Probably due to the fact that CPU core voltages change so
often, designers have been forced to implement sections of the power supply circuitry on the motherboard. The standard power supply box still provides the usual 12V, 5V and 3.3V rails, but the lower voltages for the CPU core are provided by further step-down circuitry on the motherboard.
This on-board switchmode step-down circuitry runs at high
frequencies (over 100kHz) to minimise the required inductance and filter capacitance. A key ingredient in this recipe is physically small electrolytic capacitors that can handle high ripple currents at high frequencies. In short, they must have very low impedance at the switching frequency.
As you can probably imagine, capacitors designed for use in
mains filtering applications are not up to the job at all. They are physically much larger for the same capacitance and have high characteristic impedance at high frequencies. This would result in unacceptable amounts of ripple voltage and self-heating, leading to early failure.

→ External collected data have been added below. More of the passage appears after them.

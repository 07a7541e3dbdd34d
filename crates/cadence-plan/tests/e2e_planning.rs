//! End-to-end planning scenarios over the public API.

use std::collections::BTreeMap;

use chrono::NaiveDate;
use rust_decimal::Decimal;
use rust_decimal_macros::dec;

use cadence_core::calendar::WeekdayCalendar;
use cadence_core::config::PlanConfig;
use cadence_core::model::{Epic, PhaseHours, Role, Status, Story, TeamMember};
use cadence_plan::report::WarningKind;
use cadence_plan::{PlanSnapshot, PlanningEngine};

/// Route engine tracing through the test writer so `--nocapture` shows it.
fn init_tracing() {
    let _ = tracing_subscriber::fmt().with_test_writer().try_init();
}

fn date(y: i32, m: u32, d: u32) -> NaiveDate {
    NaiveDate::from_ymd_opt(y, m, d).expect("valid date")
}

/// 2026-08-24, a Monday.
fn monday() -> NaiveDate {
    date(2026, 8, 24)
}

fn member(id: &str, name: &str, role: Role, hours: Decimal) -> TeamMember {
    TeamMember {
        account_id: id.to_string(),
        display_name: name.to_string(),
        role,
        hours_per_day: hours,
        active: true,
    }
}

fn epic(key: &str, score: Decimal) -> Epic {
    Epic {
        key: key.to_string(),
        priority_score: score,
        status: Status::InProgress,
        due_date: None,
    }
}

fn story(key: &str, epic_key: &str, score: Decimal, sa: Decimal, dev: Decimal, qa: Decimal) -> Story {
    Story {
        key: key.to_string(),
        epic_key: epic_key.to_string(),
        priority_score: score,
        status: Status::New,
        flagged: false,
        blocked_by: Vec::new(),
        hours: PhaseHours::new(sa, dev, qa, key).expect("non-negative"),
        logged_seconds: 0,
        estimate_seconds: 0,
    }
}

fn snapshot(members: Vec<TeamMember>, epics: Vec<Epic>, stories: Vec<Story>) -> PlanSnapshot {
    init_tracing();
    PlanSnapshot {
        today: monday(),
        members,
        absences: BTreeMap::new(),
        epics,
        stories,
    }
}

/// Engine without a risk buffer so scenario arithmetic stays exact.
fn unbuffered_engine() -> PlanningEngine {
    PlanningEngine::new(PlanConfig {
        risk_buffer: Decimal::ZERO,
        ..PlanConfig::default()
    })
}

#[test]
fn sa_and_dev_pipeline_over_three_days() {
    // 1 SA @ 8h, 1 DEV @ 8h; S1 needs SA=4h, DEV=16h; today = Monday.
    // Expected: SA Mon–Mon (4h), DEV Tue–Wed (16h over two full days).
    let snap = snapshot(
        vec![
            member("sa1", "Sana", Role::Sa, dec!(8)),
            member("dev1", "Devi", Role::Dev, dec!(8)),
        ],
        vec![epic("ep-1", dec!(10))],
        vec![story("st-1", "ep-1", dec!(10), dec!(4), dec!(16), Decimal::ZERO)],
    );
    let result = unbuffered_engine()
        .plan(&snap, &WeekdayCalendar)
        .expect("plan");

    let phases = &result.epics[0].stories[0].phases;
    assert_eq!(phases.len(), 2);

    let sa = &phases[0];
    assert_eq!(sa.start, Some(monday()));
    assert_eq!(sa.end, Some(monday()));
    assert_eq!(sa.hours, dec!(4));

    let dev = &phases[1];
    assert_eq!(dev.start, Some(date(2026, 8, 25)));
    assert_eq!(dev.end, Some(date(2026, 8, 26)));
    assert_eq!(dev.hours, dec!(16));

    // The SA still has 4h free that Monday.
    let sa_util = result
        .utilization
        .iter()
        .find(|u| u.account_id == "sa1")
        .expect("sa utilization");
    assert_eq!(sa_util.daily_load[&monday()], dec!(4));
}

#[test]
fn two_sa_phases_split_one_day() {
    // Two stories each needing SA=4h against a single 8h SA: both phases
    // land on the same Monday, no overflow to Tuesday.
    let snap = snapshot(
        vec![member("sa1", "Sana", Role::Sa, dec!(8))],
        vec![epic("ep-1", dec!(10))],
        vec![
            story("st-1", "ep-1", dec!(20), dec!(4), Decimal::ZERO, Decimal::ZERO),
            story("st-2", "ep-1", dec!(10), dec!(4), Decimal::ZERO, Decimal::ZERO),
        ],
    );
    let result = unbuffered_engine()
        .plan(&snap, &WeekdayCalendar)
        .expect("plan");

    for planned in &result.epics[0].stories {
        assert_eq!(planned.start, Some(monday()), "{}", planned.key);
        assert_eq!(planned.end, Some(monday()), "{}", planned.key);
    }
    let util = &result.utilization[0];
    assert_eq!(util.daily_load[&monday()], dec!(8));
    assert_eq!(util.daily_load.len(), 1);
}

#[test]
fn blocked_story_starts_next_workday_after_blocker_end() {
    // st-1 runs Mon–Wed (SA 4h + DEV 16h). st-2 is blocked by st-1, so its
    // earliest start is Thursday even though the SA is free from Tuesday.
    let mut blocked = story("st-2", "ep-1", dec!(50), dec!(4), Decimal::ZERO, Decimal::ZERO);
    blocked.blocked_by = vec!["st-1".to_string()];
    let snap = snapshot(
        vec![
            member("sa1", "Sana", Role::Sa, dec!(8)),
            member("dev1", "Devi", Role::Dev, dec!(8)),
        ],
        vec![epic("ep-1", dec!(10))],
        vec![
            story("st-1", "ep-1", dec!(10), dec!(4), dec!(16), Decimal::ZERO),
            blocked,
        ],
    );
    let result = unbuffered_engine()
        .plan(&snap, &WeekdayCalendar)
        .expect("plan");

    let stories = &result.epics[0].stories;
    let st1 = stories.iter().find(|s| s.key == "st-1").expect("st-1");
    let st2 = stories.iter().find(|s| s.key == "st-2").expect("st-2");
    assert_eq!(st1.end, Some(date(2026, 8, 26)), "st-1 ends Wednesday");
    assert_eq!(st2.start, Some(date(2026, 8, 27)), "st-2 starts Thursday");
}

#[test]
fn blocker_ending_friday_pushes_dependent_to_monday() {
    // DEV 40h fills Mon–Fri; the dependent story's SA starts next Monday.
    let mut blocked = story("st-2", "ep-1", dec!(50), dec!(4), Decimal::ZERO, Decimal::ZERO);
    blocked.blocked_by = vec!["st-1".to_string()];
    let snap = snapshot(
        vec![
            member("sa1", "Sana", Role::Sa, dec!(8)),
            member("dev1", "Devi", Role::Dev, dec!(8)),
        ],
        vec![epic("ep-1", dec!(10))],
        vec![
            story("st-1", "ep-1", dec!(10), Decimal::ZERO, dec!(40), Decimal::ZERO),
            blocked,
        ],
    );
    let result = unbuffered_engine()
        .plan(&snap, &WeekdayCalendar)
        .expect("plan");

    let stories = &result.epics[0].stories;
    let st2 = stories.iter().find(|s| s.key == "st-2").expect("st-2");
    assert_eq!(st2.start, Some(date(2026, 8, 31)), "next Monday");
}

#[test]
fn zero_estimate_story_yields_warning_and_null_dates() {
    let snap = snapshot(
        vec![member("dev1", "Devi", Role::Dev, dec!(8))],
        vec![epic("ep-1", dec!(10))],
        vec![story("st-1", "ep-1", dec!(10), Decimal::ZERO, Decimal::ZERO, Decimal::ZERO)],
    );
    let result = unbuffered_engine()
        .plan(&snap, &WeekdayCalendar)
        .expect("plan");

    let planned = &result.epics[0].stories[0];
    assert_eq!(planned.start, None);
    assert_eq!(planned.end, None);
    assert!(planned.phases.is_empty());
    assert_eq!(result.warnings.len(), 1);
    assert_eq!(result.warnings[0].kind, WarningKind::NoEstimate);
    assert_eq!(result.warnings[0].issue_key, "st-1");
    // The story echoes its own warning alongside the flat list.
    assert_eq!(planned.warnings, result.warnings);
}

#[test]
fn missing_role_yields_no_capacity_phase() {
    // SA phase required with zero SA members on the roster.
    let snap = snapshot(
        vec![member("dev1", "Devi", Role::Dev, dec!(8))],
        vec![epic("ep-1", dec!(10))],
        vec![story("st-1", "ep-1", dec!(10), dec!(4), dec!(8), Decimal::ZERO)],
    );
    let result = unbuffered_engine()
        .plan(&snap, &WeekdayCalendar)
        .expect("plan");

    let phases = &result.epics[0].stories[0].phases;
    let sa = &phases[0];
    assert!(sa.no_capacity);
    assert_eq!(sa.start, None);
    assert_eq!(sa.end, None);
    assert!(sa.assignee.is_none());
    assert!(
        result
            .warnings
            .iter()
            .any(|w| w.kind == WarningKind::NoCapacity && w.issue_key == "st-1")
    );
    let planned = &result.epics[0].stories[0];
    assert!(
        planned
            .warnings
            .iter()
            .any(|w| w.kind == WarningKind::NoCapacity && w.issue_key == "st-1")
    );
    // The DEV phase still gets scheduled; the run never aborts.
    let dev = &phases[1];
    assert_eq!(dev.start, Some(monday()));
}

#[test]
fn risk_buffer_inflates_phase_hours() {
    // 4h SA with a 20% buffer becomes 4.8h.
    let engine = PlanningEngine::new(PlanConfig {
        risk_buffer: dec!(0.2),
        ..PlanConfig::default()
    });
    let snap = snapshot(
        vec![member("sa1", "Sana", Role::Sa, dec!(8))],
        vec![epic("ep-1", dec!(10))],
        vec![story("st-1", "ep-1", dec!(10), dec!(4), Decimal::ZERO, Decimal::ZERO)],
    );
    let result = engine.plan(&snap, &WeekdayCalendar).expect("plan");
    let sa = &result.epics[0].stories[0].phases[0];
    assert_eq!(sa.hours, dec!(4.8));
    assert_eq!(result.utilization[0].daily_load[&monday()], dec!(4.8));
}

#[test]
fn higher_priority_epic_is_planned_first() {
    // Both epics compete for the same DEV; the higher-priority epic's story
    // gets Monday, the other follows.
    let snap = snapshot(
        vec![member("dev1", "Devi", Role::Dev, dec!(8))],
        vec![epic("ep-low", dec!(10)), epic("ep-high", dec!(90))],
        vec![
            story("st-low", "ep-low", dec!(10), Decimal::ZERO, dec!(8), Decimal::ZERO),
            story("st-high", "ep-high", dec!(10), Decimal::ZERO, dec!(8), Decimal::ZERO),
        ],
    );
    let result = unbuffered_engine()
        .plan(&snap, &WeekdayCalendar)
        .expect("plan");

    assert_eq!(result.epics[0].key, "ep-high");
    assert_eq!(result.epics[0].stories[0].start, Some(monday()));
    assert_eq!(result.epics[1].stories[0].start, Some(date(2026, 8, 25)));
}

#[test]
fn independent_stories_run_in_parallel_across_assignees() {
    // Two DEVs, two independent 8h stories: both land on Monday.
    let snap = snapshot(
        vec![
            member("dev1", "Devi", Role::Dev, dec!(8)),
            member("dev2", "Dova", Role::Dev, dec!(8)),
        ],
        vec![epic("ep-1", dec!(10))],
        vec![
            story("st-1", "ep-1", dec!(20), Decimal::ZERO, dec!(8), Decimal::ZERO),
            story("st-2", "ep-1", dec!(10), Decimal::ZERO, dec!(8), Decimal::ZERO),
        ],
    );
    let result = unbuffered_engine()
        .plan(&snap, &WeekdayCalendar)
        .expect("plan");

    for planned in &result.epics[0].stories {
        assert_eq!(planned.start, Some(monday()), "{}", planned.key);
        assert_eq!(planned.end, Some(monday()), "{}", planned.key);
    }
}

#[test]
fn cross_epic_blocker_constrains_later_epic() {
    // st-b in the lower-priority epic depends on st-a from the higher one.
    let mut blocked = story("st-b", "ep-2", dec!(10), Decimal::ZERO, dec!(8), Decimal::ZERO);
    blocked.blocked_by = vec!["st-a".to_string()];
    let snap = snapshot(
        vec![
            member("dev1", "Devi", Role::Dev, dec!(8)),
            member("dev2", "Dova", Role::Dev, dec!(8)),
        ],
        vec![epic("ep-1", dec!(90)), epic("ep-2", dec!(10))],
        vec![
            story("st-a", "ep-1", dec!(10), Decimal::ZERO, dec!(16), Decimal::ZERO),
            blocked,
        ],
    );
    let result = unbuffered_engine()
        .plan(&snap, &WeekdayCalendar)
        .expect("plan");

    // st-a runs Mon–Tue on dev1; st-b waits for Wednesday even though dev2
    // is idle from Monday.
    let ep2 = result.epics.iter().find(|e| e.key == "ep-2").expect("ep-2");
    assert_eq!(ep2.stories[0].start, Some(date(2026, 8, 26)));
}

#[test]
fn full_run_is_deterministic_across_invocations() {
    init_tracing();
    let mut flagged = story("st-4", "ep-2", dec!(40), dec!(2), dec!(2), dec!(2));
    flagged.flagged = true;
    let mut blocked = story("st-2", "ep-1", dec!(30), dec!(2), dec!(6), dec!(2));
    blocked.blocked_by = vec!["st-1".to_string()];

    let mut absences = BTreeMap::new();
    absences.insert(
        "dev1".to_string(),
        [date(2026, 8, 25)].into_iter().collect(),
    );
    let snap = PlanSnapshot {
        today: monday(),
        members: vec![
            member("sa1", "Sana", Role::Sa, dec!(7.5)),
            member("dev1", "Devi", Role::Dev, dec!(8)),
            member("dev2", "Dova", Role::Dev, dec!(6.4)),
            member("qa1", "Quinn", Role::Qa, dec!(8)),
        ],
        absences,
        epics: vec![epic("ep-1", dec!(80)), epic("ep-2", dec!(40))],
        stories: vec![
            story("st-1", "ep-1", dec!(50), dec!(4), dec!(16), dec!(4)),
            blocked,
            story("st-3", "ep-2", dec!(20), dec!(3), dec!(9), dec!(3)),
            flagged,
        ],
    };

    let engine = PlanningEngine::new(PlanConfig::default());
    let first = engine.plan(&snap, &WeekdayCalendar).expect("plan");
    let second = engine.plan(&snap, &WeekdayCalendar).expect("plan");

    let a = serde_json::to_string(&first).expect("serialize");
    let b = serde_json::to_string(&second).expect("serialize");
    assert_eq!(a, b, "identical snapshot must reproduce identical output");
}

#[test]
fn phase_pipeline_invariant_holds_over_a_mixed_run() {
    // SA end < DEV start and DEV end < QA start for every scheduled story.
    let snap = snapshot(
        vec![
            member("sa1", "Sana", Role::Sa, dec!(8)),
            member("dev1", "Devi", Role::Dev, dec!(8)),
            member("qa1", "Quinn", Role::Qa, dec!(8)),
        ],
        vec![epic("ep-1", dec!(10))],
        vec![
            story("st-1", "ep-1", dec!(30), dec!(4), dec!(12), dec!(4)),
            story("st-2", "ep-1", dec!(20), dec!(2), dec!(6), dec!(2)),
            story("st-3", "ep-1", dec!(10), dec!(8), dec!(8), dec!(8)),
        ],
    );
    let result = unbuffered_engine()
        .plan(&snap, &WeekdayCalendar)
        .expect("plan");

    for planned in &result.epics[0].stories {
        for pair in planned.phases.windows(2) {
            let earlier_end = pair[0].end.expect("scheduled");
            let later_start = pair[1].start.expect("scheduled");
            assert!(
                earlier_end < later_start,
                "{}: {:?} must end before {:?} starts",
                planned.key,
                pair[0].phase,
                pair[1].phase,
            );
        }
    }
}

The "Rubycon" (Japanese) brand ZL and ZA series ultra-low
impedance capacitors will be suitable in most cases. They're available locally from Farnell Electronic Components - see Farnell's web site at www.farnell.com for more information.
Caution: the standard ZL and ZA series may be marginally larger in diameter than the original parts (10mm versus 8mm).
Any electronics equipment that incorporates high-frequency
switchmode circuitry could be affected by this problem, including power supplies, monitors and games consoles, to name a few.
Only time will tell!
"Normal" Electrolytic Capacitor Failure
This ESR meter is ideal for checking the health of electrolytic capacitors. You can buy the kit from Dick Smith Electronics.
All electrolytic capacitors have a finite life, measured in
thousands of hours. Unlike the exceptional cases discussed in this article,
there are usually no external signs that a capacitor is nearing its end of life.
However, it is possible to determine whether a capacitor is serviceable or not
by measuring it's ESR (Equivalent Series Resistance).
ESR is the sum of in-phase AC resistance, including the
resistance of the dielectric, plates, electrolytic material and leads at a
particular frequency. As the name implies, ESR acts just like a resistor in
series with the capacitance.
Towards end of life, a capacitor's ESR begins to increase as
its dielectric losses increase. To test a capacitor's ESR, you need an ESR
meter; an ordinary capacitance meter usually won't indicate a problem. These
instruments are an indispensable part of any technicians toolbox.
Commercial ESR meters are expensive. However, an excellent unit
was described by Bob Parker in the January 1996 edition of "Electronics
Australia". Kits for this project are still available from Dick Smith
Electronics and of course reprints of the original article can be obtained from SILICON CHIP.